Missouri bull rider Mason Lowe was stomped on while competing during Tuesday’s Velocity stop. Witnesses say Lowe was able to get to his feet, took a couple steps, but then collapsed into the arena dirt. He was rushed to Denver Health but was pronounced dead from the injuries shortly after.
“I have a lot of friends … you know, I always say the thing I hate about my job is seeing my friends get hurt,” Rasmussen said. “Then when we lose one, these are the days I hate my job.”
“Whenever we lose somebody like that, which is surprisingly rare, it just breaks your heart for them,” Rasmussen said. “Bull riders just have a desire to risk it all for that passion they have. I guess we do it every time we drive down the street, in a sense. But they just have a different mentality, in that … I don’t think they think that way.”
Rasmussen, who has spent more than half his life working arena crowds and befriending cowboys, said Lowe’s fan base was beginning to bud and that the 25-year-old was well-received by regulars on tour.
“The thing I remember about (Lowe), he was always missing one tooth up on the top front. He had a false tooth he’d wear, but not when he rode,” he chuckled. “I used to make fun of him, so every time he rode a bull he’d point to the gap in his teeth.”

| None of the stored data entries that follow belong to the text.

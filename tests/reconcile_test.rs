//! Reconciliation engine tests: per-item diffing, visibility decisions,
//! and list-position behavior.

use rust_decimal_macros::dec;

use comanda::models::order::{
    ItemChange, Modifier, Order, OrderItem, OrderSource, OrderStatus,
};
use comanda::sync::reconcile::ActiveOrders;

fn item(product_id: &str, quantity: u32, notes: &str) -> OrderItem {
    OrderItem {
        product_id: product_id.to_string(),
        product_name: format!("Product {product_id}"),
        quantity,
        unit_price: dec!(10000),
        subtotal: dec!(10000) * rust_decimal::Decimal::from(quantity),
        notes: notes.to_string(),
        modifiers: Vec::<Modifier>::new(),
        change: ItemChange::Unchanged,
        previous_quantity: None,
    }
}

fn order(id: &str, number: &str, items: Vec<OrderItem>) -> Order {
    Order {
        id: id.to_string(),
        order_number: number.to_string(),
        status: OrderStatus::Pending,
        table_number: None,
        items,
        source: OrderSource::Pos,
        created_at: None,
        updated_at: None,
    }
}

#[test]
fn new_order_inserted_at_head_all_items_unchanged() {
    let mut active = ActiveOrders::new();
    active.apply_snapshot(order("1", "ORD-0001", vec![item("a", 1, "")]));

    let outcome = active.apply_snapshot(order("2", "ORD-0002", vec![item("b", 3, "")]));
    assert!(outcome.visible);
    assert!(outcome.new_order);

    assert_eq!(active.orders()[0].id, "2");
    assert_eq!(active.orders()[1].id, "1");
    assert!(
        active.orders()[0]
            .items
            .iter()
            .all(|i| i.change == ItemChange::Unchanged)
    );
}

#[test]
fn diff_detects_added_modified_and_removed() {
    let mut active = ActiveOrders::new();
    active.apply_snapshot(order(
        "7",
        "ORD-0007",
        vec![item("A", 2, ""), item("B", 1, "")],
    ));

    let outcome = active.apply_snapshot(order(
        "7",
        "ORD-0007",
        vec![item("A", 3, ""), item("C", 1, "")],
    ));
    assert!(outcome.visible);
    assert!(!outcome.new_order);

    let merged = active.get("7").unwrap();
    assert_eq!(merged.items.len(), 3);

    let a = merged.items.iter().find(|i| i.product_id == "A").unwrap();
    assert_eq!(a.change, ItemChange::Modified);
    assert_eq!(a.previous_quantity, Some(2));
    assert_eq!(a.quantity, 3);

    let c = merged.items.iter().find(|i| i.product_id == "C").unwrap();
    assert_eq!(c.change, ItemChange::Added);

    // Removed items are retained for the struck-through UI line.
    let b = merged.items.iter().find(|i| i.product_id == "B").unwrap();
    assert_eq!(b.change, ItemChange::Removed);
    assert_eq!(b.quantity, 1);
}

#[test]
fn duplicate_snapshot_is_silent_and_stable() {
    let mut active = ActiveOrders::new();
    active.apply_snapshot(order(
        "9",
        "ORD-0009",
        vec![item("A", 2, ""), item("B", 1, "al clima")],
    ));

    let snapshot = order("9", "ORD-0009", vec![item("A", 2, ""), item("B", 1, "al clima")]);
    let first = active.apply_snapshot(snapshot.clone());
    assert!(!first.visible);
    let held_after_first: Vec<(String, u32, ItemChange)> = active
        .get("9")
        .unwrap()
        .items
        .iter()
        .map(|i| (i.product_id.clone(), i.quantity, i.change))
        .collect();

    let second = active.apply_snapshot(snapshot);
    assert!(!second.visible);
    let held_after_second: Vec<(String, u32, ItemChange)> = active
        .get("9")
        .unwrap()
        .items
        .iter()
        .map(|i| (i.product_id.clone(), i.quantity, i.change))
        .collect();

    assert_eq!(held_after_first, held_after_second);
}

#[test]
fn update_preserves_list_position() {
    let mut active = ActiveOrders::new();
    active.apply_snapshot(order("1", "ORD-0001", vec![item("a", 1, "")]));
    active.apply_snapshot(order("2", "ORD-0002", vec![item("b", 1, "")]));
    active.apply_snapshot(order("3", "ORD-0003", vec![item("c", 1, "")]));

    // Order 1 sits at the tail; an update must not move it.
    active.apply_snapshot(order("1", "ORD-0001", vec![item("a", 5, "")]));
    let ids: Vec<&str> = active.orders().iter().map(|o| o.id.as_str()).collect();
    assert_eq!(ids, vec!["3", "2", "1"]);
}

#[test]
fn notes_distinguish_lines_with_same_product() {
    let mut active = ActiveOrders::new();
    active.apply_snapshot(order("4", "ORD-0004", vec![item("A", 1, "sin cebolla")]));

    let outcome = active.apply_snapshot(order("4", "ORD-0004", vec![item("A", 1, "")]));
    assert!(outcome.visible);

    let merged = active.get("4").unwrap();
    let added = merged
        .items
        .iter()
        .find(|i| i.notes.is_empty())
        .unwrap();
    assert_eq!(added.change, ItemChange::Added);
    let removed = merged
        .items
        .iter()
        .find(|i| i.notes == "sin cebolla")
        .unwrap();
    assert_eq!(removed.change, ItemChange::Removed);
}

#[test]
fn tombstones_do_not_retrigger_visibility() {
    let mut active = ActiveOrders::new();
    active.apply_snapshot(order(
        "5",
        "ORD-0005",
        vec![item("A", 2, ""), item("B", 1, "")],
    ));
    let first = active.apply_snapshot(order("5", "ORD-0005", vec![item("A", 2, "")]));
    assert!(first.visible);

    // The same reduced snapshot again: the earlier tombstone for B must not
    // count as a fresh change.
    let second = active.apply_snapshot(order("5", "ORD-0005", vec![item("A", 2, "")]));
    assert!(!second.visible);
    let merged = active.get("5").unwrap();
    assert!(merged.items.iter().all(|i| i.change == ItemChange::Unchanged));
}

#[test]
fn float_formatted_ids_match_canonical_ones() {
    let mut active = ActiveOrders::new();
    active.apply_snapshot(order("39", "ORD-0039", vec![item("A", 1, "")]));

    let outcome = active.apply_snapshot(order("39.0", "ORD-0039", vec![item("A", 1, "")]));
    assert!(!outcome.new_order);
    assert_eq!(active.len(), 1);
}

#[test]
fn status_patch_applies_only_to_known_orders() {
    let mut active = ActiveOrders::new();
    active.apply_snapshot(order("6", "ORD-0006", vec![item("A", 1, "")]));

    assert!(active.apply_status("6.0", OrderStatus::Preparing));
    assert_eq!(active.get("6").unwrap().status, OrderStatus::Preparing);
    // Same status again is a no-op.
    assert!(!active.apply_status("6", OrderStatus::Preparing));
    assert!(!active.apply_status("99", OrderStatus::Ready));
}

#[test]
fn cancelled_orders_are_marked_then_purged() {
    let mut active = ActiveOrders::new();
    active.apply_snapshot(order("8", "ORD-0008", vec![item("A", 1, "")]));

    assert!(active.mark_cancelled("8"));
    assert_eq!(active.get("8").unwrap().status, OrderStatus::Cancelled);

    active.purge_cancelled();
    assert!(active.get("8").is_none());
    assert!(active.is_empty());
}

#[test]
fn replace_all_resets_change_tags() {
    let mut active = ActiveOrders::new();
    active.apply_snapshot(order("1", "ORD-0001", vec![item("A", 1, "")]));
    active.apply_snapshot(order("1", "ORD-0001", vec![item("A", 4, "")]));

    let mut reload = order("1.0", "ORD-0001", vec![item("A", 4, "")]);
    reload.items[0].change = ItemChange::Added;
    active.replace_all(vec![reload]);

    let held = active.get("1").unwrap();
    assert_eq!(held.id, "1");
    assert!(held.items.iter().all(|i| i.change == ItemChange::Unchanged));
}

This weekend at PBR Velocity Tour and Unleash The Beast events, riders will wear a special patch to remember Lowe, one of the tour’s most popular and promising stars, according to the organization.
“The loss of Mason is devastating to us all,” said CEO Sean Gleason on the PBR’s website. “Our thoughts, prayers, and deepest condolences are with his family and wife Abbey. Right now, we’re focusing on easing their pain and supporting them during this very difficult time.”
Fans wishing to help the Lowe family can donate online or by mail via the National Western Stock Show, a 501c-3 non-profit entity, in conjunction with the PBR. All funds received will be sent to Lowe’s family.
In 30-plus years of work, Rasmussen has had a front-row seat to all sorts of collisions. Name a bull-riding injury, and he’s likely witnessed it.
But deaths are rare. The PBR announced on Wednesday that only three have occurred since the tour’s birth more than two decades ago. When Rasmussen considers the scarcity of fatalities in the violent sport, he’s not overly surprised.
“You know, for me the most famous one is Lane Frost,” he said. “And with the advancements of what guys wear now, Lane Frost probably wouldn’t have broken a rib with the vests they wear now.
“This past summer, Chase Outlaw had a really bad injury in Cheyenne and broke every bone in his face, and lucked out, frankly. And now here he is, the No. 2 bull rider in the world wearing a real high technology helmet.”
Rasmussen has a clear-cut memory of when he felt bull riding became safer.
“I am positive, without the shadow of a doubt, that when Cody Lambert stepped up after his good friend Lane Frost died and took a vest that, because his family was in the race horse business, he put on a vest, modified it and it became what every bull rider wears,” he said. “It has saved … I can’t imagine the lives it has saved. So, I think we’re in a, maybe it’s a lucky era, but maybe it’s technology, too, with the helmets they’re wearing. I can’t help but think that contributes to the fact that (death) just doesn’t happen.”